430476 The Response of an Anisotropic Colloid to a Nearby DC Electrode

Wednesday, November 11, 2015: 2:15 PM
Ballroom E (Salt Palace Convention Center)
Christopher Wirth, Chemical and Biomedical Engineering, Cleveland State University, Cleveland, OH

For nearly thirty years, the directed assembly of colloidal particles proximate to an electrode has been studied in an effort to design a bottom-up process for the synthesis of two-dimensional colloidal crystals. More recently, work in this area has shifted from studying isotropic particles (with directionally independent properties) to studying the response of anisotropic particles (with directionally dependent properties). In principle, colloidal assemblies fabricated from anisotropic particles will have more complex microstructure than those fabricated from isotropic particles, which tend to form only close-packed arrays.
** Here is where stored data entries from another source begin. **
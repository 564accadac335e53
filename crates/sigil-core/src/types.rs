//! Core types for Sigil

use serde::{Deserialize, Serialize};
use std::collections::BTreeMap;
use std::str::FromStr;
use std::sync::Arc;

/// Recursion bookkeeping key: `<session_id>:<user_id>`. Cheaply cloneable.
#[derive(Clone, Debug, Hash, Eq, PartialEq)]
pub struct SessionKey(Arc<str>);

impl SessionKey {
    pub fn new(s: impl Into<String>) -> Self {
        Self(Arc::from(s.into()))
    }

    pub fn for_user(session_id: &str, user_id: &str) -> Self {
        Self::new(format!("{}:{}", session_id, user_id))
    }

    pub fn as_str(&self) -> &str {
        &self.0
    }
}

impl std::fmt::Display for SessionKey {
    fn fmt(&self, f: &mut std::fmt::Formatter<'_>) -> std::fmt::Result {
        write!(f, "{}", self.0)
    }
}

impl From<&str> for SessionKey {
    fn from(s: &str) -> Self {
        Self::new(s)
    }
}

/// Brainwave mode: selects the default engine and scoring multipliers.
#[derive(Clone, Copy, Debug, Default, Serialize, Deserialize, PartialEq, Eq, Hash)]
#[serde(rename_all = "lowercase")]
pub enum BrainwaveMode {
    Delta,
    Theta,
    #[default]
    Alpha,
    Beta,
    Gamma,
    Emergence,
}

impl BrainwaveMode {
    pub const ALL: [BrainwaveMode; 6] = [
        Self::Delta,
        Self::Theta,
        Self::Alpha,
        Self::Beta,
        Self::Gamma,
        Self::Emergence,
    ];

    pub fn as_str(self) -> &'static str {
        match self {
            Self::Delta => "delta",
            Self::Theta => "theta",
            Self::Alpha => "alpha",
            Self::Beta => "beta",
            Self::Gamma => "gamma",
            Self::Emergence => "emergence",
        }
    }

    /// Energy multiplier applied by dimension exploration.
    pub fn multiplier(self) -> f64 {
        match self {
            Self::Delta => 0.5,
            Self::Theta => 0.8,
            Self::Alpha => 1.0,
            Self::Beta => 1.2,
            Self::Gamma => 1.5,
            Self::Emergence => 2.0,
        }
    }
}

impl std::fmt::Display for BrainwaveMode {
    fn fmt(&self, f: &mut std::fmt::Formatter<'_>) -> std::fmt::Result {
        f.write_str(self.as_str())
    }
}

impl FromStr for BrainwaveMode {
    type Err = crate::Error;

    fn from_str(s: &str) -> crate::Result<Self> {
        Self::ALL
            .into_iter()
            .find(|m| m.as_str().eq_ignore_ascii_case(s.trim()))
            .ok_or_else(|| crate::Error::UnknownMode(s.to_string()))
    }
}

/// Informational layer classification of an engine.
#[derive(Clone, Copy, Debug, Serialize, Deserialize, PartialEq, Eq, Hash)]
#[serde(rename_all = "lowercase")]
pub enum EngineLayer {
    Primary,
    Secondary,
    Meta,
}

impl EngineLayer {
    pub fn as_str(self) -> &'static str {
        match self {
            Self::Primary => "primary",
            Self::Secondary => "secondary",
            Self::Meta => "meta",
        }
    }
}

impl FromStr for EngineLayer {
    type Err = crate::Error;

    fn from_str(s: &str) -> crate::Result<Self> {
        match s.trim().to_ascii_lowercase().as_str() {
            "primary" => Ok(Self::Primary),
            "secondary" => Ok(Self::Secondary),
            "meta" => Ok(Self::Meta),
            other => Err(crate::Error::configuration(format!("unknown layer: {}", other))),
        }
    }
}

/// A typed directive parameter value.
#[derive(Clone, Debug, Serialize, Deserialize, PartialEq)]
#[serde(untagged)]
pub enum ParamValue {
    Bool(bool),
    Number(f64),
    Text(String),
}

impl ParamValue {
    pub fn as_text(&self) -> Option<&str> {
        match self {
            Self::Text(s) => Some(s),
            _ => None,
        }
    }

    pub fn as_number(&self) -> Option<f64> {
        match self {
            Self::Number(n) => Some(*n),
            _ => None,
        }
    }

    pub fn as_bool(&self) -> Option<bool> {
        match self {
            Self::Bool(b) => Some(*b),
            _ => None,
        }
    }

    pub fn is_blank(&self) -> bool {
        matches!(self, Self::Text(s) if s.trim().is_empty())
    }
}

impl std::fmt::Display for ParamValue {
    fn fmt(&self, f: &mut std::fmt::Formatter<'_>) -> std::fmt::Result {
        match self {
            Self::Bool(b) => write!(f, "{}", b),
            Self::Number(n) if n.fract() == 0.0 && n.abs() < 1e15 => write!(f, "{}", *n as i64),
            Self::Number(n) => write!(f, "{}", n),
            Self::Text(s) => f.write_str(s),
        }
    }
}

/// Directive parameters. Lookups ignore ASCII case.
#[derive(Clone, Debug, Default, Serialize, Deserialize, PartialEq)]
#[serde(transparent)]
pub struct Params(BTreeMap<String, ParamValue>);

impl Params {
    pub fn new() -> Self {
        Self::default()
    }

    pub fn insert(&mut self, name: impl Into<String>, value: ParamValue) {
        self.0.insert(name.into(), value);
    }

    pub fn with(mut self, name: impl Into<String>, value: ParamValue) -> Self {
        self.insert(name, value);
        self
    }

    pub fn get(&self, name: &str) -> Option<&ParamValue> {
        self.0
            .iter()
            .find(|(k, _)| k.eq_ignore_ascii_case(name))
            .map(|(_, v)| v)
    }

    pub fn contains(&self, name: &str) -> bool {
        self.get(name).is_some()
    }

    /// Text form of a parameter; numbers and booleans are rendered.
    pub fn text(&self, name: &str) -> Option<String> {
        self.get(name).map(|v| v.to_string())
    }

    pub fn names(&self) -> impl Iterator<Item = &str> {
        self.0.keys().map(|k| k.as_str())
    }

    pub fn len(&self) -> usize {
        self.0.len()
    }

    pub fn is_empty(&self) -> bool {
        self.0.is_empty()
    }
}

/// What has accumulated across a chain so far, handed to every engine.
#[derive(Clone, Debug, Default, Serialize, Deserialize)]
pub struct ChainContext {
    pub session_id: String,
    pub user_id: String,
    pub mode: BrainwaveMode,
    pub glyphs: Vec<String>,
    pub archetypes: Vec<String>,
    pub paradoxes: Vec<String>,
    /// Session recursion depth at the time of the call.
    pub depth: usize,
}

/// Input handed to an engine's `invoke`.
#[derive(Clone, Debug, Default)]
pub struct EngineInput {
    pub text: String,
    /// Directive keyword that routed the call; `None` for mode-default calls.
    pub keyword: Option<String>,
    pub params: Params,
    pub context: ChainContext,
}

impl EngineInput {
    pub fn new(text: impl Into<String>) -> Self {
        Self {
            text: text.into(),
            ..Default::default()
        }
    }

    pub fn with_keyword(mut self, keyword: impl Into<String>) -> Self {
        self.keyword = Some(keyword.into());
        self
    }

    pub fn with_param(mut self, name: impl Into<String>, value: ParamValue) -> Self {
        self.params.insert(name, value);
        self
    }

    pub fn with_mode(mut self, mode: BrainwaveMode) -> Self {
        self.context.mode = mode;
        self
    }

    pub fn keyword_is(&self, keyword: &str) -> bool {
        self.keyword.as_deref() == Some(keyword)
    }
}

/// Result of one engine invocation.
#[derive(Clone, Debug, Default, PartialEq, Serialize, Deserialize)]
pub struct EngineOutput {
    pub text: String,
    pub glyphs: Vec<String>,
    pub archetypes: Vec<String>,
    pub paradoxes: Vec<String>,
    #[serde(default)]
    pub metadata: serde_json::Value,
}

impl EngineOutput {
    pub fn text(s: impl Into<String>) -> Self {
        Self {
            text: s.into(),
            ..Default::default()
        }
    }

    pub fn with_glyph(mut self, glyph: impl Into<String>) -> Self {
        self.glyphs.push(glyph.into());
        self
    }

    pub fn with_archetype(mut self, archetype: impl Into<String>) -> Self {
        self.archetypes.push(archetype.into());
        self
    }

    pub fn with_paradoxes(mut self, ids: impl IntoIterator<Item = String>) -> Self {
        self.paradoxes.extend(ids);
        self
    }

    pub fn with_metadata(mut self, metadata: serde_json::Value) -> Self {
        self.metadata = metadata;
        self
    }
}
This presentation will focus on the specific case of a geometrically anisotropic dielectric particle with non-uniform zeta potential responding to a nearby dc electrode. A numerical solution was obtained for the electric and flow fields in the proximity of the particle. Equilibrium charge electroosmotic (ECEO) flow is generated along the surface of the particle at these conditions, with the strength and direction of the flow depending on the magnitude and sign of the particle’s zeta potential. Results from the numerical solution indicated that the ECEO flow field and the accompanying interparticle interactions were anisotropic. In addition, a net lateral force acted on the particle perpendicular to the dc electric field, which is very similar to induced charge phenomena experienced by a metallo-dielectric Janus particle in response to an electric field. The origin of this force is the asymmetry of the ECEO flow field, which can be tuned by tailoring the shape and surface chemistry of the particle.